[Records excerpted from a collection]

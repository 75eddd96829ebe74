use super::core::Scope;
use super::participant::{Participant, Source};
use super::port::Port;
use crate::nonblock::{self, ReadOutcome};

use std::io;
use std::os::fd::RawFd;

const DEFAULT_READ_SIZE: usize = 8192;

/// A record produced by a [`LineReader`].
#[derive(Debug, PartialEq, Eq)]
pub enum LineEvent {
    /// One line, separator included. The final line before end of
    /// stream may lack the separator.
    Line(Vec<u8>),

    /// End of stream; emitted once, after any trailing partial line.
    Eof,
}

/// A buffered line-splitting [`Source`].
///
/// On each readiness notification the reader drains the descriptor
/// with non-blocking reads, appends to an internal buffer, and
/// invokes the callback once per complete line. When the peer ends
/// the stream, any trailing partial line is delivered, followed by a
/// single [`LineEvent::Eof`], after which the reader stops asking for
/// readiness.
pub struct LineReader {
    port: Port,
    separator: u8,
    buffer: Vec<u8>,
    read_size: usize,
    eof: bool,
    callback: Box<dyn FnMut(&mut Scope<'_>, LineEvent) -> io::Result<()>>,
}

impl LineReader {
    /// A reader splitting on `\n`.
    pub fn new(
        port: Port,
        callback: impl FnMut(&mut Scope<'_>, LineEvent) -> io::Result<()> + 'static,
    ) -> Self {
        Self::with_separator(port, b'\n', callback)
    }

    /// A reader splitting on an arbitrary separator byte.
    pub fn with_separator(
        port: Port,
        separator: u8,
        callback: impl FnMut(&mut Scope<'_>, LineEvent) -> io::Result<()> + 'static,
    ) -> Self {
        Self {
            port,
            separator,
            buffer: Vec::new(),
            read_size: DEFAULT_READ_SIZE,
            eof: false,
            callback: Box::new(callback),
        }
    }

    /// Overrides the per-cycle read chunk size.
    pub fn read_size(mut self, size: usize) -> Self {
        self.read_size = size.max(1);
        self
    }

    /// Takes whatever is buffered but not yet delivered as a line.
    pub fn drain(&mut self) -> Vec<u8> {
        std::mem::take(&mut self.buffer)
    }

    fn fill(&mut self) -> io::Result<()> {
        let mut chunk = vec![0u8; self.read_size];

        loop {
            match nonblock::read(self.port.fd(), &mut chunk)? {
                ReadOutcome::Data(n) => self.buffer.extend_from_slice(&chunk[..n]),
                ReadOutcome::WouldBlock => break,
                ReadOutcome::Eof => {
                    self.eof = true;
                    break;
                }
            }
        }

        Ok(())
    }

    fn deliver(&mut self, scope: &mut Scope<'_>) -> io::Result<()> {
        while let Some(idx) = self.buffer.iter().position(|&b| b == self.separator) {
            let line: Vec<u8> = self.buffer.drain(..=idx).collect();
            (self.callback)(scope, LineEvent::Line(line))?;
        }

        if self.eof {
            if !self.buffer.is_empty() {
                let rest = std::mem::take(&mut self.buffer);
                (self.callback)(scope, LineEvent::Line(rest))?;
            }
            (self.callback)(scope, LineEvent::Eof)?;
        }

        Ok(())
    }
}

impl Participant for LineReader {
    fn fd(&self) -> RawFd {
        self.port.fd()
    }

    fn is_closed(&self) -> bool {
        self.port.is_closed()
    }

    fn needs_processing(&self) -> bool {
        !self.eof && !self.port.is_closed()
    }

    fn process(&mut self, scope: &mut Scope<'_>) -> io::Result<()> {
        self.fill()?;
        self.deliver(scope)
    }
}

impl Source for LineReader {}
...
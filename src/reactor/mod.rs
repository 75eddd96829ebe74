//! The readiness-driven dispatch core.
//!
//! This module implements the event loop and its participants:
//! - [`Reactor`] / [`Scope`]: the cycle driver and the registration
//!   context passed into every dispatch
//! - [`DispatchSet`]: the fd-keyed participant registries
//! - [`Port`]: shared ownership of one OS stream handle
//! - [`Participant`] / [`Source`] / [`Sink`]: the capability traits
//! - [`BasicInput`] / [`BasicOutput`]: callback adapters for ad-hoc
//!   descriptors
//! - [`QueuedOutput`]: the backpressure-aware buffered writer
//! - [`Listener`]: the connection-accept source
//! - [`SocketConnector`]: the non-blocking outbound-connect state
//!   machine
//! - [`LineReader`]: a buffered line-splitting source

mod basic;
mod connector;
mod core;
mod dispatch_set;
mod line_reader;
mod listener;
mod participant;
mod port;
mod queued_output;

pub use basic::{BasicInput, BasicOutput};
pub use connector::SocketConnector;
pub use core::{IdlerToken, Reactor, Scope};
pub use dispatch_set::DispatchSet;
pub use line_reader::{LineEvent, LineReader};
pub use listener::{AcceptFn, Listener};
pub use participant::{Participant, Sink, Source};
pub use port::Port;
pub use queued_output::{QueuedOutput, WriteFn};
---
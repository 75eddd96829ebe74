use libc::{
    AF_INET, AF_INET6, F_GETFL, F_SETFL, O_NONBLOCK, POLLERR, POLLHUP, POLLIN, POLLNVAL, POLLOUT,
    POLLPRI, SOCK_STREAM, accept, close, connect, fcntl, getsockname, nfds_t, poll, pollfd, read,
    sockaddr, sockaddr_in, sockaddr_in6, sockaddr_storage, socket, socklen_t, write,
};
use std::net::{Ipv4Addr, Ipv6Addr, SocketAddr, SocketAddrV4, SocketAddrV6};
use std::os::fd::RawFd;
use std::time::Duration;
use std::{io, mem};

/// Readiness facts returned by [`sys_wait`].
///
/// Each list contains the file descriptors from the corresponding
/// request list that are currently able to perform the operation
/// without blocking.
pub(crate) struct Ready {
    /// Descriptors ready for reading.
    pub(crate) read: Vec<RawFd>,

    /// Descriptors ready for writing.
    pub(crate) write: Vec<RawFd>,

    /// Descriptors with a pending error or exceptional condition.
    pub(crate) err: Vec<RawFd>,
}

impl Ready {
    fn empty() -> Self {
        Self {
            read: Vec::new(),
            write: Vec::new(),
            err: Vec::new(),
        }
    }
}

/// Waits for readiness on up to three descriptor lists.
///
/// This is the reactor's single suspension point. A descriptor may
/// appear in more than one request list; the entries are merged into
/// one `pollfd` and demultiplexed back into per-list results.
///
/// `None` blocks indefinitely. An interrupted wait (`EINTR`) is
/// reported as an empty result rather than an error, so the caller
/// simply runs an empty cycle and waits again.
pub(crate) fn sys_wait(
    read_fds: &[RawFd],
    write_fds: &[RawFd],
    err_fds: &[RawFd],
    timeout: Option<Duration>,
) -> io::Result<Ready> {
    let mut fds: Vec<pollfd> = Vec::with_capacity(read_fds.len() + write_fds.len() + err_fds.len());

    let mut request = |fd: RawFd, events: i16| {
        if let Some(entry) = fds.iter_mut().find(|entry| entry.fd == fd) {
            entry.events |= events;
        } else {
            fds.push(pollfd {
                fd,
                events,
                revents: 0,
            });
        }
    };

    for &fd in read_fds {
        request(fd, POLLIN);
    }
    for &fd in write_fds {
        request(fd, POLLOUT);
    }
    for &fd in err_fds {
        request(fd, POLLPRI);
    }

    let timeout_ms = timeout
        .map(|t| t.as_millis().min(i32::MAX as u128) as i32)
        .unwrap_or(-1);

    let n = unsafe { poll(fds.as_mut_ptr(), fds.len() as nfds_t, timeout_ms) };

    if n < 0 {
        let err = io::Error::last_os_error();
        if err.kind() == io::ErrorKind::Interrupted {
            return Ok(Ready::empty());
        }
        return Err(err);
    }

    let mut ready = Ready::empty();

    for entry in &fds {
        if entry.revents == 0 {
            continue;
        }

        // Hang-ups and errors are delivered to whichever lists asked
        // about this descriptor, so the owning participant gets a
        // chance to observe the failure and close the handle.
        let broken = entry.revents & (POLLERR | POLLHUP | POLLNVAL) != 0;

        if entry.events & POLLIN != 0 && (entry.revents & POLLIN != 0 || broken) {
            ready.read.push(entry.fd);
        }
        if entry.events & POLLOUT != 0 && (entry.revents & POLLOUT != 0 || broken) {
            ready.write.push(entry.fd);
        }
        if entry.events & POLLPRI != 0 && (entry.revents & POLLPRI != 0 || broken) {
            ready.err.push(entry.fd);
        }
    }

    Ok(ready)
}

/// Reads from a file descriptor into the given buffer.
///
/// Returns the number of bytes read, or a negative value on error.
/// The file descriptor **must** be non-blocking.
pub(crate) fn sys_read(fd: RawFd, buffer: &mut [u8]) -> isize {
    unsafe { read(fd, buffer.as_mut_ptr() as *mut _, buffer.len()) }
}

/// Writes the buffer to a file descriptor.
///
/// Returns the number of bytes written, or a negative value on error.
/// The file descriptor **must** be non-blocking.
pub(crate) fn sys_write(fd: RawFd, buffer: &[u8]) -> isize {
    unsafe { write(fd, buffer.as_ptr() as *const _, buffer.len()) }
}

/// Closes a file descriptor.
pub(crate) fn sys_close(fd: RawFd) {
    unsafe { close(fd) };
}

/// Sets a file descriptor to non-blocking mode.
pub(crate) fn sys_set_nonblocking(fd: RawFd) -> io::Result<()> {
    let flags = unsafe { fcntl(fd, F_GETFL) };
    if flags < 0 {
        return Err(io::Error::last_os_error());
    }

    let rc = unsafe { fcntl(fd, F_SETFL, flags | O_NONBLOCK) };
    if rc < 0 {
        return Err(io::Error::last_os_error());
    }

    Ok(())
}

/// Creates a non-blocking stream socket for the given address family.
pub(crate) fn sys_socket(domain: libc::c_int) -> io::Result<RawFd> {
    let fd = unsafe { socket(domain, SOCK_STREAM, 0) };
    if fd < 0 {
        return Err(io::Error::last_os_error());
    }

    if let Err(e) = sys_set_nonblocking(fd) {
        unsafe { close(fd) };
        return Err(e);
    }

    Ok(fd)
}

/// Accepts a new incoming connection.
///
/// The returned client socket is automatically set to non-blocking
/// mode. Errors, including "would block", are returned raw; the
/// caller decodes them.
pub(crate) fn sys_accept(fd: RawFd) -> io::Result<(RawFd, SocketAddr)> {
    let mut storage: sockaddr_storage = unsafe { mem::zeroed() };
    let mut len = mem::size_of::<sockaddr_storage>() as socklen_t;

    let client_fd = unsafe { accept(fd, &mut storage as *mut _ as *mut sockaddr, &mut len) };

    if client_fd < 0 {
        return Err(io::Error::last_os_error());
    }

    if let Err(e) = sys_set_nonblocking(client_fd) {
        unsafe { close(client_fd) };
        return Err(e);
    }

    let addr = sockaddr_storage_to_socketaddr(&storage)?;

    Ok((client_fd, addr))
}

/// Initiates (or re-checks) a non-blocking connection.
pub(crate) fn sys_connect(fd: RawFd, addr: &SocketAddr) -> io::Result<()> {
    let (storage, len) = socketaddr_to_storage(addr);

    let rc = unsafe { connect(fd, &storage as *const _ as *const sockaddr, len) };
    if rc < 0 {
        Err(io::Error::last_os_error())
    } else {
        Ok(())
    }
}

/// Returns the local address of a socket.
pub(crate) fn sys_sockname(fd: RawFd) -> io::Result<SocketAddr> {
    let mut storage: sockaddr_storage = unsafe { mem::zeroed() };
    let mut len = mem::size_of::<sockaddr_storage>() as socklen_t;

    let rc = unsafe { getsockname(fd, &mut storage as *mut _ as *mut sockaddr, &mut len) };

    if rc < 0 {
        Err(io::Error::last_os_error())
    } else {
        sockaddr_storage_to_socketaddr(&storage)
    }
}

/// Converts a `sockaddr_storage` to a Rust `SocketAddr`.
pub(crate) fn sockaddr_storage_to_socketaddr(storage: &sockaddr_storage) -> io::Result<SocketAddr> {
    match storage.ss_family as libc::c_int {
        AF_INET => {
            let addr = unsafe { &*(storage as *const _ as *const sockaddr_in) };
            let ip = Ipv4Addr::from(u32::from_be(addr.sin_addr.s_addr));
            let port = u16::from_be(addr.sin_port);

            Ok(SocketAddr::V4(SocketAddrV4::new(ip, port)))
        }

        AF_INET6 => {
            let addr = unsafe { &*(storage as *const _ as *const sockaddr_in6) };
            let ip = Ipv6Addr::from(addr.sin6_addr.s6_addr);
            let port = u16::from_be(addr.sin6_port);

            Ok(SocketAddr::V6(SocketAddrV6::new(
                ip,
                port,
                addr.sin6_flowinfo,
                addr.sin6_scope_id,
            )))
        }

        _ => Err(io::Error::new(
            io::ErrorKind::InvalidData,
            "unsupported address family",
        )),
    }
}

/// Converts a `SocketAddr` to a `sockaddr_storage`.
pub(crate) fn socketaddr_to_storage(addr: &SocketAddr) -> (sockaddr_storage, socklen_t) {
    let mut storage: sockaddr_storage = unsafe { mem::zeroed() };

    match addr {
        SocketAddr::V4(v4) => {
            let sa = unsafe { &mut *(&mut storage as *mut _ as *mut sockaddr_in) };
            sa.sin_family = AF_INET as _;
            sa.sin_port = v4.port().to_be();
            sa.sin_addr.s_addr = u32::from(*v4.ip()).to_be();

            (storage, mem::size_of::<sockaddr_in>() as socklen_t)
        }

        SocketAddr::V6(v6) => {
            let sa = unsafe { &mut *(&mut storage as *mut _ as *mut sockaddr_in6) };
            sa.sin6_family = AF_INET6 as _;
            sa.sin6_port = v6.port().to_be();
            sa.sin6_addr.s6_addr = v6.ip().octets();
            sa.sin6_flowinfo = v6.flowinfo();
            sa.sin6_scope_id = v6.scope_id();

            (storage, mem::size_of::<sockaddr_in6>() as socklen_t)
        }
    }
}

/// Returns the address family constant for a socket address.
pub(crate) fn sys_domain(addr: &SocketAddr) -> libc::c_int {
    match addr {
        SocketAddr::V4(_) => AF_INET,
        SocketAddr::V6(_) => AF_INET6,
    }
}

--- Assignment ---
Would you please give the number of lines in the data above that contain the string "than"? Reply with that number only.

--- Task result ---
2